どうやら、救援に来た魔法少女は彼女のようだ。
……なら、もっとパトリアに兵員詰め込んでおけよと、わざわざ一人だけを乗せるために一小隊(12人)入る装甲車動かしたんか?
だが、そんな会話をしたって意味がない。それにあの瞳は見透かされるようで早く逃げたかった。
あらかじめ用意していた学生証と免許、あと借りパクしていた拳銃のマガジンと薬室から弾を抜いて差し出す。
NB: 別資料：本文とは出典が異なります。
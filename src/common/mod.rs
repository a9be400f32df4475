//!
//! Common utilities: source buffers and locations.
//!

pub mod file;
pub mod location;

pub use file::SourceFile;
pub use location::*;
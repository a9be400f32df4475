//!
//! Lexical tokens.
//!

pub mod comment;
pub mod identifier;
pub mod line_terminator;
pub mod number;
pub mod operator;
pub mod punctuator;
pub mod regex;
pub mod string;
pub mod whitespace;

use std::{
    fmt::{Display, Formatter},
    sync::Arc,
};

use toker_macros::Spanned;

use crate::common::{SourceLocation, Span, Spanned};

///
/// The kind of a [Token].
///
#[derive(Debug, Clone, Copy, PartialEq, Eq, Hash)]
pub enum Tag {
    Comment,
    DecimalLiteral,
    Identifier,
    Keyword,
    BooleanLiteral,
    StringLiteral,
    RegularExpressionLiteral,
    Operator,

    ///
    /// Any single character no other rule claimed:
    /// punctuators, and anything unrecognised.
    ///
    Char(char),

    Eof,
}

impl Display for Tag {
    fn fmt(&self, f: &mut Formatter<'_>) -> std::fmt::Result {
        match self {
            Tag::Comment => f.write_str("comment"),
            Tag::DecimalLiteral => f.write_str("decimalLiteral"),
            Tag::Identifier => f.write_str("identifier"),
            Tag::Keyword => f.write_str("keyword"),
            Tag::BooleanLiteral => f.write_str("booleanLiteral"),
            Tag::StringLiteral => f.write_str("stringLiteral"),
            Tag::RegularExpressionLiteral => f.write_str("regularExpressionLiteral"),
            Tag::Operator => f.write_str("operator"),
            Tag::Char(ch) => write!(f, "{ch}"),
            Tag::Eof => f.write_str("eof"),
        }
    }
}

///
/// The decoded value of a [Token].
///
#[derive(Debug, Clone, PartialEq)]
pub enum Lexeme {
    Text(String),
    Number(f64),
}

impl Lexeme {
    pub fn as_str(&self) -> Option<&str> {
        match self {
            Lexeme::Text(text) => Some(text),
            Lexeme::Number(_) => None,
        }
    }

    pub fn as_number(&self) -> Option<f64> {
        match self {
            Lexeme::Number(n) => Some(*n),
            Lexeme::Text(_) => None,
        }
    }
}

impl Display for Lexeme {
    fn fmt(&self, f: &mut Formatter<'_>) -> std::fmt::Result {
        match self {
            Lexeme::Text(text) => f.write_str(text),
            Lexeme::Number(n) => write!(f, "{n}"),
        }
    }
}

impl From<&str> for Lexeme {
    fn from(value: &str) -> Self {
        Self::Text(value.to_string())
    }
}

impl From<String> for Lexeme {
    fn from(value: String) -> Self {
        Self::Text(value)
    }
}

impl From<f64> for Lexeme {
    fn from(value: f64) -> Self {
        Self::Number(value)
    }
}

///
/// A classified, located unit of lexical output.
///
#[derive(Debug, Clone, PartialEq, Spanned)]
pub struct Token {
    pub tag: Tag,
    pub lexeme: Lexeme,
    pub loc: SourceLocation,

    ///
    /// The caller-supplied label of the buffer this came from.
    ///
    pub source: Option<Arc<str>>,

    ///
    /// Bytes consumed for this token.
    ///
    pub span: Span,
}

impl Token {
    pub fn is_eof(&self) -> bool {
        self.tag == Tag::Eof
    }
}

///
/// A lexed token kind, ready to become a [Token].
///
pub trait TokenValue: Spanned {
    fn into_value(self) -> (Tag, Lexeme);
}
「はい、石竹民間警備会社所属であります。実吹海斗と申します、本業は学生を行っており非正規社員としてお手伝いをさせていただいております」
「なるほど……あの会社所属ですか。そう言えば、夏休み中に未成年者を大量に雇ったと報告にありましたが、貴方も?」
「いえ、自分はもう少し前です……ざっと4年ほど。交流はもっとありましたが……それと、こちらが銃器操作資格と学生証です」
「水乃内高校……あぁ、近くの。学生でそれで2年生なんですね。わかりました、後でお時間もらえないでしょうか。職員が伺います、緊急時とはいえ公務員の支給品を使用したわけですから」
「あ、はい。大丈夫です、只本日と明日は時間が取れないかもしれないです。今日は見ての通りですし、明日は本社の方で今回の件を報告しなければならないので」
差し出していた証明書を受け取り、ポケットの中にしまう。
礼とは違う美しさだ。気品を持ちながら儚くそして身を包む母性もあるそんな女性、こんな状況で泣けれな見惚れていただろう。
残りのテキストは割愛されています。